In guter Erinnerung hingegen ist mir das Silvester 2005, an dem meine damals beste Freundin und ich schon nachmittags in der Küche aktiv wurden und um neunzehn Uhr ein unmäßig feudales, sich über Stunden ziehendes, mehrgängiges Abendessen starteten, nur für uns zwei. Um Mitternacht stiegen wir aufs Dach, nippten an unserem Sekt und erfreuten uns an anderer Leute Feuerwerken, bevor wir bis spät in die Nacht Musik hörten und von vergangenen Zeiten träumten. Zwei Jahre zuvor hatte ich noch kleiner gefeiert: mit mir selbst. An Einladungen mangelte es mir nicht, allein: mir fehlte der Wille, hunderte Kilometer durch die Republik zu fahren um auf irgendeinem mir unbekannten Marktplatz mit mir vorwiegend unbekannten Leuten die Zehen abzufrieren und so blieb ich daheim. Kaufte eine Flasche Sekt, lieh Noten und eine großartige Gesamtaufnahme vom Don Carlo aus und amüsierte mich prächtig bis gerade kurz nach Mitternacht.
Dieses Jahr allerdings sind die Aussichten bescheiden und ich bekomme die Auswirkungen meiner Reisefreude zu spüren. Meine engsten Freunde in Deutschland haben alle feste Arbeitsplätze, feste Wohnungen, feste Freundeskreise mit Wohnsitz in Deutschland und zumeist auch feste Beziehungen. In direkter Folge ihrer Lebensumstände haben außerdem alle feste und überaus solide Silvesterpläne: Raclette-Essen mit befreundeten Pärchen oder den Schwiegereltern ist das Standardprogramm und ich wäre dabei überflüssig und bin allenfalls aus Mitleid eingeladen. Die rauschenden Parties meiner Kollegen und Freunde in Kinshasa, London und Oslo sind für mich unerreichbar oder jedenfalls weiter weg als ich reisen möchte, und meine Anwesenheit auf der alljährlichen Party meines Studienumfelds würde vermutlich die jugendlichen Gäste inzwischen zu der Frage veranlassen, ob man nun schon Senioren einließe. Infolgedessen werde ich voraussichtlich mit meinen Schwestern zu Hause feiern, zu fortgeschrittener Stunde möglicherweise in weinseligem Zustand Fotos von den zehn Käsesorten präsentieren, die wir zu raclettieren planen (acht Pfännchen durch drei: wir werden nicht verhungern) und einen eher ruhigen Abend haben. Das ist auch sowieso besser, denn auf die Art kann ich meine Arbeit fertig machen und noch einige Bewerbungen schreiben, auf daß ich nächstes Jahr nicht länger der Katgorie Hartz IV Empfänger ohne Bezugsrecht angehören muß. Silvester wird wahrhaftig überschätzt.

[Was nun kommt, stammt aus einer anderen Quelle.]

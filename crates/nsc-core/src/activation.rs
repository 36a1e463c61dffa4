//! Activation tokens.
//!
//! An activation lets one named account import a private export of another.
//! Its subject is the importing account's public key, its issuer the
//! exporting account (or one of that account's signing keys), and its
//! payload the subject being granted.

use std::path::{Path, PathBuf};

use crate::crypto::keys::{KeyPair, KeyRole};
use crate::error::{NscError, Result, ValidationErrors};
use crate::jwt::armor::{extract_token, format_jwt};
use crate::jwt::claims::{ActivationPayload, ClaimKind, ClaimPayload, Claims, Export, Import};
use crate::jwt::subject::subject_contains;
use crate::remote;
use crate::resolver::resolve_key;
use crate::storage::fs::write_plain;
use crate::storage::{EntityRef, TrustStore};
use crate::time::{parse_expiry, Clock};

/// A signed activation and the claim it encodes.
#[derive(Debug, Clone)]
pub struct Activation {
    /// Name of the exporting account.
    pub account: String,
    pub token: String,
    pub claims: Claims,
}

impl Activation {
    /// The token framed for humans and other tools.
    pub fn armored(&self) -> String {
        format_jwt(ClaimKind::Activation.as_str(), &self.token)
    }
}

// ── Builder ───────────────────────────────────────────────────────────────────

/// Builder for a single activation claim.
pub struct ActivationBuilder {
    export: Export,
    target: String,
    subject: Option<String>,
    start: String,
    expiry: String,
}

impl ActivationBuilder {
    /// Start an activation of `export` for the account `target`.
    pub fn new(export: &Export, target: impl Into<String>) -> Self {
        Self {
            export: export.clone(),
            target: target.into(),
            subject: None,
            start: String::new(),
            expiry: String::new(),
        }
    }

    /// Narrow the granted subject. Defaults to the export subject.
    pub fn subject(mut self, subject: impl Into<String>) -> Self {
        self.subject = Some(subject.into());
        self
    }

    pub fn start(mut self, start: impl Into<String>) -> Self {
        self.start = start.into();
        self
    }

    pub fn expiry(mut self, expiry: impl Into<String>) -> Self {
        self.expiry = expiry.into();
        self
    }

    /// Sign the activation.
    ///
    /// `issuer_account` is the exporting account's public key; it is recorded
    /// in the token when `issuer` is one of its signing keys.
    ///
    /// # Errors
    ///
    /// Returns `NscError::SubjectNotContained` when the requested subject is
    /// not the export subject or narrower, and `NscError::Validation` for a
    /// bad target or validity window.
    pub fn sign(self, issuer: &KeyPair, issuer_account: &str, now: i64) -> Result<Activation> {
        let subject = self
            .subject
            .unwrap_or_else(|| self.export.subject.clone());
        if !subject_contains(&self.export.subject, &subject) {
            return Err(NscError::SubjectNotContained {
                subject,
                export: self.export.subject,
            });
        }

        let mut errors = ValidationErrors::new();
        if !crate::crypto::is_public_key_of(&self.target, KeyRole::Account) {
            errors.push(
                "target-account",
                format!("{:?} is not an account public key", self.target),
            );
        }
        let nbf = parse_expiry("start", &self.start, now).unwrap_or_else(|e| {
            collect(&mut errors, e);
            None
        });
        let exp = parse_expiry("expiry", &self.expiry, now).unwrap_or_else(|e| {
            collect(&mut errors, e);
            None
        });
        if exp.is_some_and(|exp| exp < now) {
            errors.push(
                "expiry",
                format!("expiry {:?} is in the past", self.expiry.trim()),
            );
        }
        errors.into_result()?;

        let issuer_account = (issuer.public_key() != issuer_account)
            .then(|| issuer_account.to_string());
        let mut claims = Claims::new(
            self.target,
            subject.clone(),
            ClaimPayload::Activation(ActivationPayload {
                subject,
                kind: self.export.kind,
                issuer_account,
            }),
        );
        claims.nbf = nbf;
        claims.exp = exp;

        let token = claims.encode(issuer, now)?;
        Ok(Activation {
            account: String::new(),
            token,
            claims,
        })
    }
}

fn collect(errors: &mut ValidationErrors, err: NscError) {
    match err {
        NscError::Validation(batch) => errors.extend(batch),
        other => errors.push("activation", other.to_string()),
    }
}

// ── Generation from a store ───────────────────────────────────────────────────

/// Inputs for [`generate_activation`].
#[derive(Debug, Clone, Default)]
pub struct ActivationRequest {
    /// Exporting account name or public key prefix. Defaults to the current
    /// account, or the only one.
    pub account: Option<String>,
    /// Export subject, or a narrower subject of a wildcard export.
    pub subject: Option<String>,
    /// Importing account: public key, or a file holding one.
    pub target_account: String,
    pub start: String,
    pub expiry: String,
    /// Explicit signer; otherwise the account key from the key store.
    pub signer: Option<KeyPair>,
    /// Also write the armored token to this file.
    pub output: Option<PathBuf>,
}

/// Resolve the exporting account, export and target, then sign an
/// activation.
///
/// # Errors
///
/// - `NscError::NoExports` when the account declares no exports.
/// - `NscError::NoTokenRequiringExports` when every export is public.
/// - `NscError::SubjectNotContained` when the subject is outside the export.
/// - `NscError::Validation` for a missing target or ambiguous export.
/// - Key errors when the account key is unavailable.
pub fn generate_activation(
    store: &TrustStore,
    operator: &str,
    req: &ActivationRequest,
    clock: &dyn Clock,
) -> Result<Activation> {
    let now = clock.now();
    let account = match req.account.as_deref().map(str::trim).filter(|a| !a.is_empty()) {
        Some(reference) => store.resolve_account(operator, reference)?,
        None => store.current_account(operator)?,
    };
    let claims = store.read_claim(&EntityRef::account(operator, &account))?;
    let exports = claims
        .as_account()
        .map(|a| a.exports.as_slice())
        .unwrap_or_default();
    if exports.is_empty() {
        return Err(NscError::NoExports(account));
    }
    let private: Vec<&Export> = exports.iter().filter(|e| e.token_req).collect();
    if private.is_empty() {
        return Err(NscError::NoTokenRequiringExports(account));
    }

    let (export, subject) = select_export(&private, req.subject.as_deref())?;
    let target = resolve_target(&req.target_account)?;

    let signer = match &req.signer {
        Some(s) => {
            if s.role() != KeyRole::Account {
                return Err(NscError::KeyRoleMismatch {
                    expected: KeyRole::Account.to_string(),
                    actual: s.role().to_string(),
                });
            }
            if !claims.is_valid_signer(&s.public_key()) {
                return Err(NscError::validation(
                    "signing key",
                    format!("{} is not a valid signer for account {account:?}", s.public_key()),
                ));
            }
            s.clone()
        }
        None => store.keys().signing_key(&claims.sub)?,
    };

    let mut activation = ActivationBuilder::new(export, target)
        .subject(subject)
        .start(req.start.as_str())
        .expiry(req.expiry.as_str())
        .sign(&signer, &claims.sub, now)?;
    activation.account = account;

    if let Some(path) = &req.output {
        write_plain(path, activation.armored().as_bytes())?;
        log::info!("wrote activation to {}", path.display());
    }
    log::info!(
        "generated activation of {:?} from account {} for {}",
        export.subject,
        activation.account,
        activation.claims.sub
    );
    Ok(activation)
}

/// Pick the export to activate and the subject to grant.
///
/// Without a subject the single private export is used verbatim. A subject
/// selects the export with that exact subject, or the one wildcard export
/// containing it.
fn select_export<'a>(private: &[&'a Export], subject: Option<&str>) -> Result<(&'a Export, String)> {
    let Some(subject) = subject.map(str::trim).filter(|s| !s.is_empty()) else {
        return match private {
            [only] => Ok((*only, only.subject.clone())),
            _ => Err(NscError::validation(
                "subject",
                "a subject is required when an account has several private exports",
            )),
        };
    };

    if let Some(exact) = private.iter().find(|e| e.subject == subject) {
        return Ok((*exact, subject.to_string()));
    }
    let containing: Vec<&'a Export> = private
        .iter()
        .copied()
        .filter(|e| subject_contains(&e.subject, subject))
        .collect();
    match (containing.as_slice(), private) {
        ([one], _) => Ok((*one, subject.to_string())),
        ([], [only]) => Err(NscError::SubjectNotContained {
            subject: subject.to_string(),
            export: only.subject.clone(),
        }),
        ([], _) => Err(NscError::NotFound(format!(
            "no private export matches subject {subject:?}"
        ))),
        (many, _) => Err(NscError::AmbiguousReference {
            level: "export".into(),
            reference: subject.to_string(),
            candidates: many.iter().map(|e| e.subject.clone()).collect(),
        }),
    }
}

fn resolve_target(source: &str) -> Result<String> {
    if source.trim().is_empty() {
        return Err(NscError::validation(
            "target-account",
            "target-account cannot be empty",
        ));
    }
    match resolve_key(Some(source), KeyRole::Account)? {
        Some(kp) => Ok(kp.public_key()),
        None => Err(NscError::validation(
            "target-account",
            "target-account cannot be empty",
        )),
    }
}

// ── Importing ─────────────────────────────────────────────────────────────────

/// Load a token given inline, as a file path or as an `http(s)` URL.
pub fn read_token_source(source: &str) -> Result<String> {
    let source = source.trim();
    let text = if remote::is_url(source) {
        let bytes = remote::load_from_url(source)?;
        String::from_utf8(bytes)
            .map_err(|_| NscError::InvalidFileFormat(format!("{source} is not valid UTF-8")))?
    } else if Path::new(source).is_file() {
        std::fs::read_to_string(source)?
    } else {
        source.to_string()
    };
    Ok(extract_token(&text))
}

/// Turn an activation token into an import for the account `importer`.
///
/// # Errors
///
/// Returns a validation error when the token is not an activation, was
/// issued for a different account, or has expired.
pub fn import_from_token(token: &str, importer: &str, now: i64) -> Result<Import> {
    let token = token.trim();
    let claims = Claims::decode(token)?;
    let Some(activation) = claims.as_activation() else {
        return Err(NscError::validation(
            "token",
            format!("expected an activation token, found a {} token", claims.kind()),
        ));
    };

    let mut errors = ValidationErrors::new();
    if claims.sub != importer {
        errors.push(
            "token",
            format!("activation was issued to {}, not {importer}", claims.sub),
        );
    }
    if claims.exp.is_some_and(|exp| exp < now) {
        errors.push("token", "activation has expired");
    }
    errors.into_result()?;
    if let Some(nbf) = claims.nbf.filter(|&nbf| nbf > now) {
        // Early imports are kept; only expiry is an error.
        log::warn!(
            "activation for {} is not valid until {}",
            activation.subject,
            crate::time::describe(Some(nbf), "")
        );
    }

    Ok(Import {
        name: activation.subject.clone(),
        subject: activation.subject.clone(),
        account: activation
            .issuer_account
            .clone()
            .unwrap_or_else(|| claims.iss.clone()),
        token: Some(token.to_string()),
        to: None,
        kind: activation.kind,
    })
}
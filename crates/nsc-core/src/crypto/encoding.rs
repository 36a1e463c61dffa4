//! Base32 and CRC16 primitives used by the key codec and claim ids.
//!
//! Base32 uses the RFC 4648 alphabet without padding. The checksum is
//! CRC16/XMODEM (polynomial 0x1021, initial value 0).

const ALPHABET: &[u8; 32] = b"ABCDEFGHIJKLMNOPQRSTUVWXYZ234567";

/// Encode bytes as unpadded base32.
pub fn base32_encode(data: &[u8]) -> String {
    let mut out = String::with_capacity((data.len() * 8).div_ceil(5));
    let mut buffer: u32 = 0;
    let mut bits = 0;

    for &byte in data {
        buffer = (buffer << 8) | u32::from(byte);
        bits += 8;
        while bits >= 5 {
            bits -= 5;
            out.push(ALPHABET[((buffer >> bits) & 0x1f) as usize] as char);
        }
    }
    if bits > 0 {
        out.push(ALPHABET[((buffer << (5 - bits)) & 0x1f) as usize] as char);
    }
    out
}

/// Decode unpadded base32. Returns `None` on any character outside the alphabet.
pub fn base32_decode(text: &str) -> Option<Vec<u8>> {
    let mut out = Vec::with_capacity(text.len() * 5 / 8);
    let mut buffer: u32 = 0;
    let mut bits = 0;

    for c in text.bytes() {
        let value = match c {
            b'A'..=b'Z' => c - b'A',
            b'2'..=b'7' => c - b'2' + 26,
            _ => return None,
        };
        buffer = (buffer << 5) | u32::from(value);
        bits += 5;
        if bits >= 8 {
            bits -= 8;
            out.push(((buffer >> bits) & 0xff) as u8);
        }
    }
    Some(out)
}

/// CRC16/XMODEM checksum.
pub fn crc16(data: &[u8]) -> u16 {
    let mut crc: u16 = 0;
    for &byte in data {
        crc ^= u16::from(byte) << 8;
        for _ in 0..8 {
            crc = if crc & 0x8000 != 0 {
                (crc << 1) ^ 0x1021
            } else {
                crc << 1
            };
        }
    }
    crc
}
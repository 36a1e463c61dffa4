//! Cryptographic primitives for nsc-core.
//!
//! This module provides:
//! - Role-prefixed Ed25519 key pairs (operator, account, user, ...)
//! - Base32 and CRC16 helpers used by the key and claim encodings

pub mod encoding;
pub mod keys;

pub use keys::{is_public_key_of, KeyPair, KeyRole};
//! Edge case tests: key tampering, name resolution, stale signers,
//! corrupted files and validity windows.

use nsc_core::jwt::{subject_contains, Export, ExportKind};
use nsc_core::{
    AddOptions, ClaimEdit, Claims, EntityRef, ErrorKind, FixedClock, KeyPair, KeyRole, KeyStore,
    Level, TrustStore,
};

const NOW: FixedClock = FixedClock(1_700_000_000);

fn store(dir: &std::path::Path) -> TrustStore {
    TrustStore::create(dir.join("stores"), KeyStore::new(dir.join("nkeys"))).unwrap()
}

// === Key Edge Cases ===

#[test]
fn edge_flipped_character_fails_checksum() {
    let kp = KeyPair::generate(KeyRole::Account);
    let public = kp.public_key();
    let mut chars: Vec<char> = public.chars().collect();
    let i = chars.len() / 2;
    chars[i] = if chars[i] == 'A' { 'B' } else { 'A' };
    let tampered: String = chars.into_iter().collect();
    assert!(KeyPair::from_public_key(&tampered).is_err());
}

#[test]
fn edge_seed_and_public_key_of_wrong_role() {
    let user = KeyPair::generate(KeyRole::User);
    let seed = user.seed().unwrap();
    assert!(seed.starts_with("SU"));
    let decoded = KeyPair::decode(&seed).unwrap();
    assert_eq!(decoded.role(), KeyRole::User);
    assert_eq!(decoded.public_key(), user.public_key());

    // A public-only copy verifies but cannot sign.
    let public = KeyPair::from_public_key(&user.public_key()).unwrap();
    assert!(!public.can_sign());
    let sig = user.sign(b"hello").unwrap();
    public.verify(b"hello", &sig).unwrap();
    assert!(public.verify(b"hullo", &sig).is_err());
    assert!(KeyPair::from_public_key(&seed).is_err());
}

#[test]
fn edge_tampered_token_rejected() {
    let op = KeyPair::generate(KeyRole::Operator);
    let mut claims = Claims::operator(&op, "O");
    let token = claims.encode(&op, NOW.0).unwrap();

    let mut parts: Vec<&str> = token.split('.').collect();
    let other = {
        let mut c = Claims::operator(&op, "evil");
        c.encode(&op, NOW.0).unwrap()
    };
    let other_payload = other.split('.').nth(1).unwrap().to_string();
    parts[1] = &other_payload;
    let spliced = parts.join(".");
    assert!(Claims::decode(&spliced).is_err());
}

// === Store Edge Cases ===

#[test]
fn edge_public_key_prefix_resolution() {
    let dir = tempfile::tempdir().unwrap();
    let store = store(dir.path());
    store.add_operator(&AddOptions::named("O"), &NOW).unwrap();
    let a = store.add_account("O", &AddOptions::named("alpha"), &NOW).unwrap();

    assert_eq!(store.resolve_account("O", "alpha").unwrap(), "alpha");
    assert_eq!(store.resolve_account("O", &a.sub[..12]).unwrap(), "alpha");
    let err = store.resolve_account("O", "nope").unwrap_err();
    assert_eq!(err.kind(), ErrorKind::NotFound);

    // Every account key starts with 'A', so the bare letter is ambiguous
    // as soon as there are two.
    store.add_account("O", &AddOptions::named("beta"), &NOW).unwrap();
    let err = store.resolve_account("O", "A").unwrap_err();
    assert_eq!(err.kind(), ErrorKind::AmbiguousReference);
}

#[test]
fn edge_removed_signing_key_blocks_resign() {
    let dir = tempfile::tempdir().unwrap();
    let store = store(dir.path());
    store.add_operator(&AddOptions::named("O"), &NOW).unwrap();

    let osk = KeyPair::generate(KeyRole::Operator);
    let op = EntityRef::operator("O");
    store
        .edit_claim(&op, &[ClaimEdit::AddSigningKey(osk.public_key())], None, &NOW)
        .unwrap();
    let opts = AddOptions {
        signer: Some(osk.clone()),
        ..AddOptions::named("A")
    };
    store.add_account("O", &opts, &NOW).unwrap();
    store
        .edit_claim(&op, &[ClaimEdit::RemoveSigningKey(osk.public_key())], None, &NOW)
        .unwrap();

    let acct = EntityRef::account("O", "A");
    assert!(store.verify_chain(&acct).is_err());
    let err = store
        .edit_claim(&acct, &[ClaimEdit::AddTags(vec!["x".into()])], None, &NOW)
        .unwrap_err();
    assert_eq!(err.kind(), ErrorKind::SigningKeyUnavailable);

    // Re-signing with the operator's own key repairs the chain.
    let op_key = store
        .keys()
        .signing_key(&store.read_claim(&op).unwrap().sub)
        .unwrap();
    store
        .edit_claim(&acct, &[ClaimEdit::AddTags(vec!["x".into()])], Some(&op_key), &NOW)
        .unwrap();
    store.verify_chain(&acct).unwrap();
}

#[test]
fn edge_corrupted_claim_file() {
    let dir = tempfile::tempdir().unwrap();
    let store = store(dir.path());
    store.add_operator(&AddOptions::named("O"), &NOW).unwrap();
    store.add_account("O", &AddOptions::named("A"), &NOW).unwrap();

    let path = dir
        .path()
        .join("stores/O/accounts/A/A.jwt");
    assert!(path.is_file(), "claim file layout changed: {}", path.display());
    std::fs::write(&path, "not a token").unwrap();

    let err = store.read_claim(&EntityRef::account("O", "A")).unwrap_err();
    assert_eq!(err.kind(), ErrorKind::Validation);
}

#[test]
fn edge_validity_window() {
    let dir = tempfile::tempdir().unwrap();
    let store = store(dir.path());
    store.add_operator(&AddOptions::named("O"), &NOW).unwrap();

    let opts = AddOptions {
        start: "2h".into(),
        expiry: "1w".into(),
        ..AddOptions::named("A")
    };
    let a = store.add_account("O", &opts, &NOW).unwrap();
    assert_eq!(a.nbf, Some(NOW.0 + 2 * 3600));
    assert_eq!(a.exp, Some(NOW.0 + 7 * 86_400));

    let opts = AddOptions {
        start: "1w".into(),
        expiry: "2h".into(),
        ..AddOptions::named("B")
    };
    assert_eq!(
        store.add_account("O", &opts, &NOW).unwrap_err().kind(),
        ErrorKind::Validation
    );
    assert!(!store.exists(&EntityRef::account("O", "B")));
}

#[test]
fn edge_wildcard_export_rules() {
    assert!(subject_contains("a.>", "a.b.c"));
    assert!(subject_contains("a.*", "a.b"));
    assert!(!subject_contains("a.*", "a.b.c"));
    assert!(!subject_contains("a.b", "a.>"));

    let dir = tempfile::tempdir().unwrap();
    let store = store(dir.path());
    store.add_operator(&AddOptions::named("O"), &NOW).unwrap();
    store.add_account("O", &AddOptions::named("A"), &NOW).unwrap();
    let acct = EntityRef::account("O", "A");

    let err = store
        .edit_claim(
            &acct,
            &[
                ClaimEdit::Wildcards(false),
                ClaimEdit::AddExport(Export::new("x.>", ExportKind::Stream, false)),
            ],
            None,
            &NOW,
        )
        .unwrap_err();
    assert_eq!(err.kind(), ErrorKind::Validation);

    let err = store
        .edit_claim(
            &acct,
            &[ClaimEdit::AddExport(Export::new("x.>.y", ExportKind::Stream, false))],
            None,
            &NOW,
        )
        .unwrap_err();
    assert_eq!(err.kind(), ErrorKind::Validation);
    assert_eq!(Level::Account.as_str(), "account");
}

Permalink (11 Kommentare) Kommentieren
Familienidyll
Niemals langweilig wird es nicht nur im Kongo, sondern auch in meiner Familie. Wundersamerweise haben wir nicht nur die Weihnachtsvorbereitungen friedlich überstanden, sondern auch ganze zwei Feiertage.
Am Dienstag Mittag wurden mein Vater und ich mit letzten Lebensmitteleinkäufen beauftragt – allein hätte keiner von uns die notwendige Kompetenz für derlei anspruchsvolle Aufgaben, wobei wir trotzdem kläglich versagt haben: es gab in der ganzen Stadt keinen frischen Spinat mehr für Mutterns Pastete, sodaß ich mittags eine Stunde lang gefrorene Spinatblätter auseinandergefaltet und zum Trocknen ausgelegt habe. Fräulein Damenwahl die Jüngste war derweil die Weihnachtsgans auf dem Markt abholen und den Hund im Feld spazieren toben.
Lange Diskussionen über den Baum und wie die Kugeln aufzuhängen seien: Es gehört zu den alljährlichen Ritualen, daß meine Mutter jedes Jahr eine absolute Spitzentanne von etwa zwei Metern Höhe aussucht, und dann im Wohnzimmer fragt: „Ist die nicht doch ein bißchen groß?“ Völlig unbegründet, denn unsere Weihnachtsbäume sind immer perfekt. Papa erzählt dann, wie SEIN Vater SEINERZEIT – keine Nordmanntanne, damals – Äste abgesägt und woanders am Baum wieder eingesteckt hat, um die Zweige gleichmäßig zu verteilen. Die Herrin der Lichterketten bin jedes Jahr aufs Neue ich, wobei ich mir dieses Jahr die Aufgabe mit der Schwester geteilt und wir die Pflicht mit Amaretto versüßt haben und reichlich Spaß hatten. Das große Festessen fand bei uns dieses Jahr erst am 25. statt, als die ganze Familie versammelt war. Mama zeichnete verantwortlich für Fischterrine und Gänsebraten, ich fürs Dessert.
Schwester 1 [während sie mit nackten Pfoten eine weitere Scheibe Fischterrine aus der Küche auf ihren Teller holt]: Ich nehme gleich sechs Klöße! Hast Du auch genug Klöße gemacht?
Mama: Bist Du des Wahnsinns? Ich glaube, Du warst im Kongo, nicht Deine Schwester. Nimm wenigstens einen Teller, Kind!
Schwester 1: Ich habe so lange kein gutes Essen mehr gehabt, ich muß aufholen.
... [Am Ende des Hauptgangs schneidet Mama Reste für den Hund auf, Papa gibt großzügig Sauce über das Gänseklein. Schwester 2 stibitzt noch ein Stück.]
Mama: Jetzt frisst Du dem armen kleinen Hund noch den mickrigen Happen weg?! Dazu muß man wissen: der Hund lebt bei uns wie Gott in Frankreich und kann es sich leisten, gelegentlich das Trockenfutter komplett zu verschmähen.
[...]
Schwester 1 [berichtet aus ihrer Wahlheimat]: Da saß ich gestern nach D.s Abreise auf meinem Sofa und mir wurde so kalt ... hatte der doch alle Heizungen ausgedreht!?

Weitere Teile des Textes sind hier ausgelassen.